Task prompt:
The answer must be an exact reproduction of all the entries.

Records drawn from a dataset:
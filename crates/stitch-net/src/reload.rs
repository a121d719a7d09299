//! Reload client hub
//!
//! The set of open `/dev-reload` streams. Owned by the single-threaded
//! server loop, so plain `Rc<RefCell>` is enough; a broadcast takes the
//! clients out, writes to each, and puts back every one whose write
//! succeeded and that did not disconnect in the meantime.

use std::cell::RefCell;
use std::collections::HashSet;
use std::fmt;
use std::rc::Rc;

use smol::io::{AsyncWrite, AsyncWriteExt};
use smol::lock::Mutex;

use crate::SseEvent;

/// Identifier of one registered stream
#[derive(Debug, Clone, Copy, PartialEq, Eq, Hash)]
pub struct ClientId(u64);

impl fmt::Display for ClientId {
    fn fmt(&self, f: &mut fmt::Formatter<'_>) -> fmt::Result {
        write!(f, "#{}", self.0)
    }
}

struct HubState<W> {
    next_id: u64,
    clients: Vec<(ClientId, W)>,
    /// Clients that disconnected while a broadcast held them
    departed: HashSet<ClientId>,
}

/// Registry of reload clients
pub struct ReloadHub<W> {
    state: Rc<RefCell<HubState<W>>>,
    broadcasting: Rc<Mutex<()>>,
}

impl<W> Clone for ReloadHub<W> {
    fn clone(&self) -> Self {
        Self {
            state: self.state.clone(),
            broadcasting: self.broadcasting.clone(),
        }
    }
}

impl<W: AsyncWrite + Unpin> ReloadHub<W> {
    pub fn new() -> Self {
        Self {
            state: Rc::new(RefCell::new(HubState {
                next_id: 0,
                clients: Vec::new(),
                departed: HashSet::new(),
            })),
            broadcasting: Rc::new(Mutex::new(())),
        }
    }

    /// Add a stream; it receives every later broadcast
    pub fn register(&self, writer: W) -> ClientId {
        let mut state = self.state.borrow_mut();
        let id = ClientId(state.next_id);
        state.next_id += 1;
        state.clients.push((id, writer));
        tracing::debug!("Reload client {} connected ({} open)", id, state.clients.len());
        id
    }

    /// Drop a stream after its connection ended
    pub fn remove(&self, id: ClientId) {
        let mut state = self.state.borrow_mut();
        let before = state.clients.len();
        state.clients.retain(|(client, _)| *client != id);
        if state.clients.len() == before {
            state.departed.insert(id);
        }
        tracing::debug!("Reload client {} disconnected", id);
    }

    /// Number of registered clients
    pub fn len(&self) -> usize {
        self.state.borrow().clients.len()
    }

    pub fn is_empty(&self) -> bool {
        self.len() == 0
    }

    /// Push an event to every client; returns how many received it.
    ///
    /// A failed write drops only that client.
    pub async fn broadcast(&self, event: &SseEvent) -> usize {
        let _guard = self.broadcasting.lock().await;
        let clients = std::mem::take(&mut self.state.borrow_mut().clients);
        let payload = event.encode();

        let mut delivered = Vec::with_capacity(clients.len());
        for (id, mut writer) in clients {
            let result = async {
                writer.write_all(payload.as_bytes()).await?;
                writer.flush().await
            }
            .await;
            match result {
                Ok(()) => delivered.push((id, writer)),
                Err(err) => tracing::warn!("Dropping reload client {}: {}", id, err),
            }
        }

        let count = delivered.len();
        let mut state = self.state.borrow_mut();
        let HubState { clients, departed, .. } = &mut *state;
        delivered.retain(|(id, _)| !departed.contains(id));
        departed.clear();
        // Clients that registered during the broadcast go after the survivors
        delivered.append(clients);
        *clients = delivered;
        count
    }
}

impl<W: AsyncWrite + Unpin> Default for ReloadHub<W> {
    fn default() -> Self {
        Self::new()
    }
}
//! Build errors

use std::path::{Path, PathBuf};
use std::process::ExitStatus;
use std::time::Duration;

use stitch_dom::DomError;
use stitch_net::NetError;

/// Result type for build operations
pub type BuildResult<T> = Result<T, BuildError>;

/// Everything that can abort a build or the dev server
#[derive(Debug, thiserror::Error)]
pub enum BuildError {
    /// A component expands, directly or indirectly, into itself
    #[error("Circular dependency detected: {chain}")]
    CircularDependency { chain: String },

    /// A component or pre-render script exited unsuccessfully
    #[error("Script {} failed ({status}):\n{stderr}", path.display())]
    ScriptExecution {
        path: PathBuf,
        status: ExitStatus,
        stderr: String,
        stdout: String,
    },

    #[error("Script {} did not finish within {timeout:?}", path.display())]
    ScriptTimeout { path: PathBuf, timeout: Duration },

    /// Script and markdown component tags must contain a hyphen
    #[error("Component {} defines `{tag}`, but script and markdown component names must contain a hyphen", path.display())]
    NamingViolation { path: PathBuf, tag: String },

    #[error("I/O error on {}: {source}", path.display())]
    Io {
        path: PathBuf,
        #[source]
        source: std::io::Error,
    },

    #[error("Failed to start {program}: {source}")]
    Spawn {
        program: String,
        #[source]
        source: std::io::Error,
    },

    #[error("Bundling failed:\n{}", diagnostics.join("\n"))]
    Bundle { diagnostics: Vec<String> },

    #[error("Configuration error: {0}")]
    Config(String),

    #[error(transparent)]
    Dom(#[from] DomError),

    #[error(transparent)]
    Net(#[from] NetError),
}

impl BuildError {
    /// Attach a path to an I/O error
    pub fn io(path: impl Into<PathBuf>, source: std::io::Error) -> Self {
        BuildError::Io {
            path: path.into(),
            source,
        }
    }

    /// Point a script failure under `workspace` at the same file under `source`
    pub fn relocate(self, workspace: &Path, source: &Path) -> Self {
        let remap = |path: PathBuf| match path.strip_prefix(workspace) {
            Ok(relative) => source.join(relative),
            Err(_) => path,
        };
        match self {
            BuildError::ScriptExecution {
                path,
                status,
                stderr,
                stdout,
            } => BuildError::ScriptExecution {
                path: remap(path),
                status,
                stderr,
                stdout,
            },
            BuildError::ScriptTimeout { path, timeout } => BuildError::ScriptTimeout {
                path: remap(path),
                timeout,
            },
            BuildError::NamingViolation { path, tag } => BuildError::NamingViolation {
                path: remap(path),
                tag,
            },
            other => other,
        }
    }
}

Your response:
filename crates/stitch-net/src/reload.rs
repository a121d719a7d09299
//! Reload client hub
//!
//! The set of open `/dev-reload` streams. Owned by the single-threaded
//! server loop, so plain `Rc<RefCell>` is enough; a broadcast takes the
//! clients out, writes to each, and puts back every one whose write
//! succeeded and that did not disconnect in the meantime.

use std::cell::RefCell;
use std::collections::HashSet;
use std::fmt;
use std::rc::Rc;

use smol::io::{AsyncWrite, AsyncWriteExt};
use smol::lock::Mutex;

use crate::SseEvent;

/// Identifier of one registered stream
#[derive(Debug, Clone, Copy, PartialEq, Eq, Hash)]
pub struct ClientId(u64);

impl fmt::Display for ClientId {
    fn fmt(&self, f: &mut fmt::Formatter<'_>) -> fmt::Result {
        write!(f, "#{}", self.0)
    }
}

struct HubState<W> {
    next_id: u64,
    clients: Vec<(ClientId, W)>,
    /// Clients that disconnected while a broadcast held them
    departed: HashSet<ClientId>,
}

/// Registry of reload clients
pub struct ReloadHub<W> {
    state: Rc<RefCell<HubState<W>>>,
    broadcasting: Rc<Mutex<()>>,
}

impl<W> Clone for ReloadHub<W> {
    fn clone(&self) -> Self {
        Self {
            state: self.state.clone(),
            broadcasting: self.broadcasting.clone(),
        }
    }
}

impl<W: AsyncWrite + Unpin> ReloadHub<W> {
    pub fn new() -> Self {
        Self {
            state: Rc::new(RefCell::new(HubState {
                next_id: 0,
                clients: Vec::new(),
                departed: HashSet::new(),
            })),
            broadcasting: Rc::new(Mutex::new(())),
        }
    }

    /// Add a stream; it receives every later broadcast
    pub fn register(&self, writer: W) -> ClientId {
        let mut state = self.state.borrow_mut();
        let id = ClientId(state.next_id);
        state.next_id += 1;
        state.clients.push((id, writer));
        tracing::debug!("Reload client {} connected ({} open)", id, state.clients.len());
        id
    }

    /// Drop a stream after its connection ended
    pub fn remove(&self, id: ClientId) {
        let mut state = self.state.borrow_mut();
        let before = state.clients.len();
        state.clients.retain(|(client, _)| *client != id);
        if state.clients.len() == before {
            state.departed.insert(id);
        }
        tracing::debug!("Reload client {} disconnected", id);
    }

    /// Number of registered clients
    pub fn len(&self) -> usize {
        self.state.borrow().clients.len()
    }

    pub fn is_empty(&self) -> bool {
        self.len() == 0
    }

    /// Push an event to every client; returns how many received it.
    ///
    /// A failed write drops only that client.
    pub async fn broadcast(&self, event: &SseEvent) -> usize {
        let _guard = self.broadcasting.lock().await;
        let clients = std::mem::take(&mut self.state.borrow_mut().clients);
        let payload = event.encode();

        let mut delivered = Vec::with_capacity(clients.len());
        for (id, mut writer) in clients {
            let result = async {
                writer.write_all(payload.as_bytes()).await?;
                writer.flush().await
            }
            .await;
            match result {
                Ok(()) => delivered.push((id, writer)),
                Err(err) => tracing::warn!("Dropping reload client {}: {}", id, err),
            }
        }

        let count = delivered.len();
        let mut state = self.state.borrow_mut();
        let HubState { clients, departed, .. } = &mut *state;
        delivered.retain(|(id, _)| !departed.contains(id));
        departed.clear();
        // Clients that registered during the broadcast go after the survivors
        delivered.append(clients);
        *clients = delivered;
        count
    }
}

impl<W: AsyncWrite + Unpin> Default for ReloadHub<W> {
    fn default() -> Self {
        Self::new()
    }
}
//! Build errors

use std::path::{Path, PathBuf};
use std::process::ExitStatus;
use std::time::Duration;

use stitch_dom::DomError;
use stitch_net::NetError;

/// Result type for build operations
pub type BuildResult<T> = Result<T, BuildError>;

/// Everything that can abort a build or the dev server
#[derive(Debug, thiserror::Error)]
pub enum BuildError {
    /// A component expands, directly or indirectly, into itself
    #[error("Circular dependency detected: {chain}")]
    CircularDependency { chain: String },

    /// A component or pre-render script exited unsuccessfully
    #[error("Script {} failed ({status}):\n{stderr}", path.display())]
    ScriptExecution {
        path: PathBuf,
        status: ExitStatus,
        stderr: String,
        stdout: String,
    },

    #[error("Script {} did not finish within {timeout:?}", path.display())]
    ScriptTimeout { path: PathBuf, timeout: Duration },

    /// Script and markdown component tags must contain a hyphen
    #[error("Component {} defines `{tag}`, but script and markdown component names must contain a hyphen", path.display())]
    NamingViolation { path: PathBuf, tag: String },

    #[error("I/O error on {}: {source}", path.display())]
    Io {
        path: PathBuf,
        #[source]
        source: std::io::Error,
    },

    #[error("Failed to start {program}: {source}")]
    Spawn {
        program: String,
        #[source]
        source: std::io::Error,
    },

    #[error("Bundling failed:\n{}", diagnostics.join("\n"))]
    Bundle { diagnostics: Vec<String> },

    #[error("Configuration error: {0}")]
    Config(String),

    #[error(transparent)]
    Dom(#[from] DomError),

    #[error(transparent)]
    Net(#[from] NetError),
}

impl BuildError {
    /// Attach a path to an I/O error
    pub fn io(path: impl Into<PathBuf>, source: std::io::Error) -> Self {
        BuildError::Io {
            path: path.into(),
            source,
        }
    }

    /// Point a script failure under `workspace` at the same file under `source`
    pub fn relocate(self, workspace: &Path, source: &Path) -> Self {
        let remap = |path: PathBuf| match path.strip_prefix(workspace) {
            Ok(relative) => source.join(relative),
            Err(_) => path,
        };
        match self {
            BuildError::ScriptExecution {
                path,
                status,
                stderr,
                stdout,
            } => BuildError::ScriptExecution {
                path: remap(path),
                status,
                stderr,
                stdout,
            },
            BuildError::ScriptTimeout { path, timeout } => BuildError::ScriptTimeout {
                path: remap(path),
                timeout,
            },
            BuildError::NamingViolation { path, tag } => BuildError::NamingViolation {
                path: remap(path),
                tag,
            },
            other => other,
        }
    }
}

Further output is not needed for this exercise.